Port Arthur Historic Site Management Authority (PAHSMA) has announced the winner for a competition to transform the World Heritage-listed Cascades Female Factory Historic Site in south Hobart.
The competition called for a new history and interpretation centre at the former convict site.
The winning proposal by Tasmanian practice Liminal Studio in partnership with international firm Snøhetta and Melbourne landscape practice Rush Wright Associates was unanimously selected by the jury.
“[Their] design best embodies the heritage values of the site and one which will emotionally connect visitors to the extant heritage fabric of the site and the stories of women who passed through it,” said jury chair Sharon Sullivan, chair of PAHSMA.
The Cascades Female Factory is Australia’s most significant historic site associated with female convicts. It was originally built as a distillery in 1823 until it was sold to the colonial government and converted for use as a prison for women by colonial architect John Lee Archer in 1828. The site operated as a convict facility until 1856. More than 6,000 convicts were incarcerated at the Cascades Female Factory. The women housed at the facility were subjected to up to 12 hours of labour per day.
The proposed centre will occupy an original yard on the historic site, with a rectilinear building and a landscaped courtyard.
“The proposed design concept unravels the stories of the more than 6,000 women who spent time within the walls,” said Liminal Studio in a design statement.
“Through contained form, spatial design, and integrated landscape, the proposal explores the representation of the plight of the convict women. The exploration of the struggle between light and dark, imprisonment and liberty, punishment and reform, threat and opportunity, horror and hope, aims to provoke a visceral experience for the visitor and connect them to the experience of the convict women.”
The contrast between the building and the landscape will convey the dichotomous narrative of the site’s history.
“We had the idea of a sombre, harsh, dark building and uplifting, positive elements, connecting to a positive future in the landscape,” said Peta Heffernan, director of Liminal Studio.
The building will be made with black metal cladding with a dark interior experience. Glass box protrusions – or “drawers of curiosity” in reference to museum displays – will be made from black glass, which will allow some light into the space, but importantly, it will also reflect the proposed landscape.
“There’ll be this literal reflection with you in the landscape. That was an important dialogue between the reflection of the building,” Heffernan said.
“The contrast between the building being constrained and the landscape representing the release and the hope and reflection and the future. It was really important for us to get the contrast of experience.
“The landscape symbolizes the healing and the erosion of imprisonment.”

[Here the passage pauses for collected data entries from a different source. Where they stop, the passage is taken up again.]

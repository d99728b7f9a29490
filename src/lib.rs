//! v4front - single-pass Forth-style compiler front-end for the V4 VM.
//!
//! Translates whitespace-separated source text into a flat little-endian
//! bytecode stream plus a dictionary of compiled words. No execution, no
//! optimization; errors come back as values with source positions.

pub mod compile;
pub mod composites;
pub mod container;
pub mod dict;
pub mod disasm;
pub mod emitter;
pub mod errors;
pub mod lexer;
pub mod opcodes;

pub use compile::{
    compile, compile_named, compile_with_context, compile_with_options, CompileOptions,
    CompiledProgram, Context,
};
pub use dict::{WordEntry, WordKind, DATA_SPACE_BASE};
pub use errors::{error_message, CompileError, ErrorKind};
pub use opcodes::{ImmKind, Op};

The landscape experience will culminate in a open forum – an “empathetic amphitheatre” or “empatheatre” space which is intended to be used as place for storytelling, performance, re-enactments, education and events.

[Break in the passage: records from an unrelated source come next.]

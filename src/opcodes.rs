// opcodes.rs - V4 VM instruction set

// ============================================================================
// IMMEDIATE OPERAND KINDS
// ============================================================================

/// Kind of immediate operand following an opcode in the byte stream.
#[derive(Debug, Clone, Copy, PartialEq, Eq)]
pub enum ImmKind {
    /// No immediate.
    None,
    /// Signed 8-bit value.
    I8,
    /// Signed 16-bit little-endian value.
    I16,
    /// Signed 32-bit little-endian value.
    I32,
    /// Signed 16-bit little-endian branch offset, relative to the byte
    /// following the offset field: target = offset_pos + 2 + offset.
    Rel16,
    /// Unsigned 16-bit little-endian word index.
    Idx16,
}

impl ImmKind {
    /// Number of immediate bytes following the opcode.
    pub fn len(self) -> usize {
        match self {
            ImmKind::None => 0,
            ImmKind::I8 => 1,
            ImmKind::I16 | ImmKind::Rel16 | ImmKind::Idx16 => 2,
            ImmKind::I32 => 4,
        }
    }
}

// ============================================================================
// OPCODES
// ============================================================================

/// V4 VM opcode. Byte values are part of the ABI and must not change.
#[repr(u8)]
#[derive(Debug, Clone, Copy, PartialEq, Eq)]
pub enum Op {
    // Literals
    Lit = 0x00,
    Lit0 = 0x01,

    // Arithmetic
    Add = 0x10,
    Sub = 0x11,
    Mul = 0x12,
    Div = 0x13,
    Mod = 0x14,

    // Comparison
    Eq = 0x20,
    Ne = 0x21,
    Lt = 0x22,
    Le = 0x23,
    Gt = 0x24,
    Ge = 0x25,

    // Bitwise
    And = 0x30,
    Or = 0x31,
    Xor = 0x32,
    Invert = 0x33,

    // Stack
    Dup = 0x40,
    Drop = 0x41,
    Swap = 0x42,
    Over = 0x43,

    // Control transfer
    Call = 0x50,
    Ret = 0x51,
    Jmp = 0x52,
    Jz = 0x53,
    Jnz = 0x54,

    // System call (id supplied on the data stack)
    Sys = 0x60,

    // Return stack
    Tor = 0x70,
    Fromr = 0x71,
    Rfetch = 0x72,

    // Memory
    Load = 0x77,
    Store = 0x78,

    // Local variable slots
    Lget = 0x79,
    Lset = 0x7A,
    Ltee = 0x7B,
    Lget0 = 0x7C,
    Lget1 = 0x7D,
    Lset0 = 0x7E,
    Lset1 = 0x7F,
    Linc = 0x80,
    Ldec = 0x81,

    // Cooperative tasks
    TaskSpawn = 0x90,
    TaskExit = 0x91,
    TaskSleep = 0x92,
    TaskYield = 0x93,
    CriticalEnter = 0x94,
    CriticalExit = 0x95,
    TaskSend = 0x96,
    TaskReceive = 0x97,
    TaskReceiveBlocking = 0x98,
    TaskSelf = 0x99,
    TaskCount = 0x9A,
}

impl Op {
    /// Decode a byte back into an opcode. Returns `None` for bytes that
    /// are not part of the instruction set.
    pub fn from_u8(byte: u8) -> Option<Op> {
        use Op::*;
        Some(match byte {
            0x00 => Lit,
            0x01 => Lit0,
            0x10 => Add,
            0x11 => Sub,
            0x12 => Mul,
            0x13 => Div,
            0x14 => Mod,
            0x20 => Eq,
            0x21 => Ne,
            0x22 => Lt,
            0x23 => Le,
            0x24 => Gt,
            0x25 => Ge,
            0x30 => And,
            0x31 => Or,
            0x32 => Xor,
            0x33 => Invert,
            0x40 => Dup,
            0x41 => Drop,
            0x42 => Swap,
            0x43 => Over,
            0x50 => Call,
            0x51 => Ret,
            0x52 => Jmp,
            0x53 => Jz,
            0x54 => Jnz,
            0x60 => Sys,
            0x70 => Tor,
            0x71 => Fromr,
            0x72 => Rfetch,
            0x77 => Load,
            0x78 => Store,
            0x79 => Lget,
            0x7A => Lset,
            0x7B => Ltee,
            0x7C => Lget0,
            0x7D => Lget1,
            0x7E => Lset0,
            0x7F => Lset1,
            0x80 => Linc,
            0x81 => Ldec,
            0x90 => TaskSpawn,
            0x91 => TaskExit,
            0x92 => TaskSleep,
            0x93 => TaskYield,
            0x94 => CriticalEnter,
            0x95 => CriticalExit,
            0x96 => TaskSend,
            0x97 => TaskReceive,
            0x98 => TaskReceiveBlocking,
            0x99 => TaskSelf,
            0x9A => TaskCount,
            _ => return None,
        })
    }

    /// Disassembler mnemonic.
    pub fn mnemonic(self) -> &'static str {
        use Op::*;
        match self {
            Lit => "LIT",
            Lit0 => "LIT0",
            Add => "ADD",
            Sub => "SUB",
            Mul => "MUL",
            Div => "DIV",
            Mod => "MOD",
            Eq => "EQ",
            Ne => "NE",
            Lt => "LT",
            Le => "LE",
            Gt => "GT",
            Ge => "GE",
            And => "AND",
            Or => "OR",
            Xor => "XOR",
            Invert => "INVERT",
            Dup => "DUP",
            Drop => "DROP",
            Swap => "SWAP",
            Over => "OVER",
            Call => "CALL",
            Ret => "RET",
            Jmp => "JMP",
            Jz => "JZ",
            Jnz => "JNZ",
            Sys => "SYS",
            Tor => "TOR",
            Fromr => "FROMR",
            Rfetch => "RFETCH",
            Load => "LOAD",
            Store => "STORE",
            Lget => "LGET",
            Lset => "LSET",
            Ltee => "LTEE",
            Lget0 => "LGET0",
            Lget1 => "LGET1",
            Lset0 => "LSET0",
            Lset1 => "LSET1",
            Linc => "LINC",
            Ldec => "LDEC",
            TaskSpawn => "TASK_SPAWN",
            TaskExit => "TASK_EXIT",
            TaskSleep => "TASK_SLEEP",
            TaskYield => "TASK_YIELD",
            CriticalEnter => "CRITICAL_ENTER",
            CriticalExit => "CRITICAL_EXIT",
            TaskSend => "TASK_SEND",
            TaskReceive => "TASK_RECEIVE",
            TaskReceiveBlocking => "TASK_RECEIVE_BLOCKING",
            TaskSelf => "TASK_SELF",
            TaskCount => "TASK_COUNT",
        }
    }

    /// Immediate operand kind for this opcode.
    pub fn imm_kind(self) -> ImmKind {
        use Op::*;
        match self {
            Lit => ImmKind::I32,
            Call => ImmKind::Idx16,
            Jmp | Jz | Jnz => ImmKind::Rel16,
            Lget | Lset | Ltee | Linc | Ldec => ImmKind::I8,
            _ => ImmKind::None,
        }
    }
}

// ============================================================================
// SOURCE-LEVEL PRIMITIVE TABLES
// ============================================================================

/// Named primitives, matched case-insensitively against source tokens.
pub const NAMED_PRIMITIVES: &[(&str, Op)] = &[
    ("DUP", Op::Dup),
    ("DROP", Op::Drop),
    ("SWAP", Op::Swap),
    ("OVER", Op::Over),
    ("MOD", Op::Mod),
    ("AND", Op::And),
    ("OR", Op::Or),
    ("XOR", Op::Xor),
    ("INVERT", Op::Invert),
    ("SYS", Op::Sys),
    (">R", Op::Tor),
    ("R>", Op::Fromr),
    ("R@", Op::Rfetch),
    ("L@0", Op::Lget0),
    ("L@1", Op::Lget1),
    ("L!0", Op::Lset0),
    ("L!1", Op::Lset1),
    ("SPAWN", Op::TaskSpawn),
    ("TASK-EXIT", Op::TaskExit),
    ("SLEEP", Op::TaskSleep),
    ("MS", Op::TaskSleep),
    ("YIELD", Op::TaskYield),
    ("PAUSE", Op::TaskYield),
    ("CRITICAL", Op::CriticalEnter),
    ("UNCRITICAL", Op::CriticalExit),
    ("SEND", Op::TaskSend),
    ("RECEIVE", Op::TaskReceive),
    ("RECEIVE-BLOCKING", Op::TaskReceiveBlocking),
    ("ME", Op::TaskSelf),
    ("TASKS", Op::TaskCount),
];

/// Symbolic operators, matched exactly.
pub const SYMBOLIC_PRIMITIVES: &[(&str, Op)] = &[
    ("+", Op::Add),
    ("-", Op::Sub),
    ("*", Op::Mul),
    ("/", Op::Div),
    ("=", Op::Eq),
    ("==", Op::Eq),
    ("<>", Op::Ne),
    ("!=", Op::Ne),
    ("<", Op::Lt),
    ("<=", Op::Le),
    (">", Op::Gt),
    (">=", Op::Ge),
    ("@", Op::Load),
    ("!", Op::Store),
];

/// Look up a primitive for a source token: symbol map first, then the
/// named table under ASCII case folding.
pub fn lookup_primitive(token: &str) -> Option<Op> {
    for &(symbol, op) in SYMBOLIC_PRIMITIVES {
        if token == symbol {
            return Some(op);
        }
    }
    for &(name, op) in NAMED_PRIMITIVES {
        if token.eq_ignore_ascii_case(name) {
            return Some(op);
        }
    }
    None
}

“One of the important parts of the release into the landscape was about providing a literal platform for voice, a theatre space for telling untold stories,” Heffernan explained.
“At a deeper level, we want there to be an overall idea about women’s voices being heard. So, it’s not only about these specific convict women but it’s also about reaching out and creating a platform for women and minority groups to be heard.
“We know there are still cultures in which women are oppressed. And they don’t have the same level of freedom that we experience. So it’s trying to reach out and highlight those issues subtly. But that outreach is really important.”
Reflecting the significance of this Australian female convict site, the competition brief required design teams to have a “significant proportion of female participation.”
Liminal Studio’s team is 70 percent female, Rush Wright’s team working on the project is all female and Snøhetta, which has an Australian office in Adelaide, is 50 percent female.
The competition was judged by an all-female jury which also included Catherine Baudet (Ferrier Baudet Architects), Shelley Penn (Shelley Penn Architect), Penelope Seidler (Harry Seidler and Associates), Janet Carding (Tasmanian Museum and Art Gallery) and Justine Clark (architectural editor, speaker and researcher).
“The striking contemporary design provides an appropriate contrast to the heritage context and is based in a clear narrative that brings depth and meaning to the project,” said the jury. “The experiential quality and spatial focus of the design conveys an appropriate sense of sombreness. The emphasis on the journey to the site will engage with the visitor, and heighten their experience of the place, its history and significance.”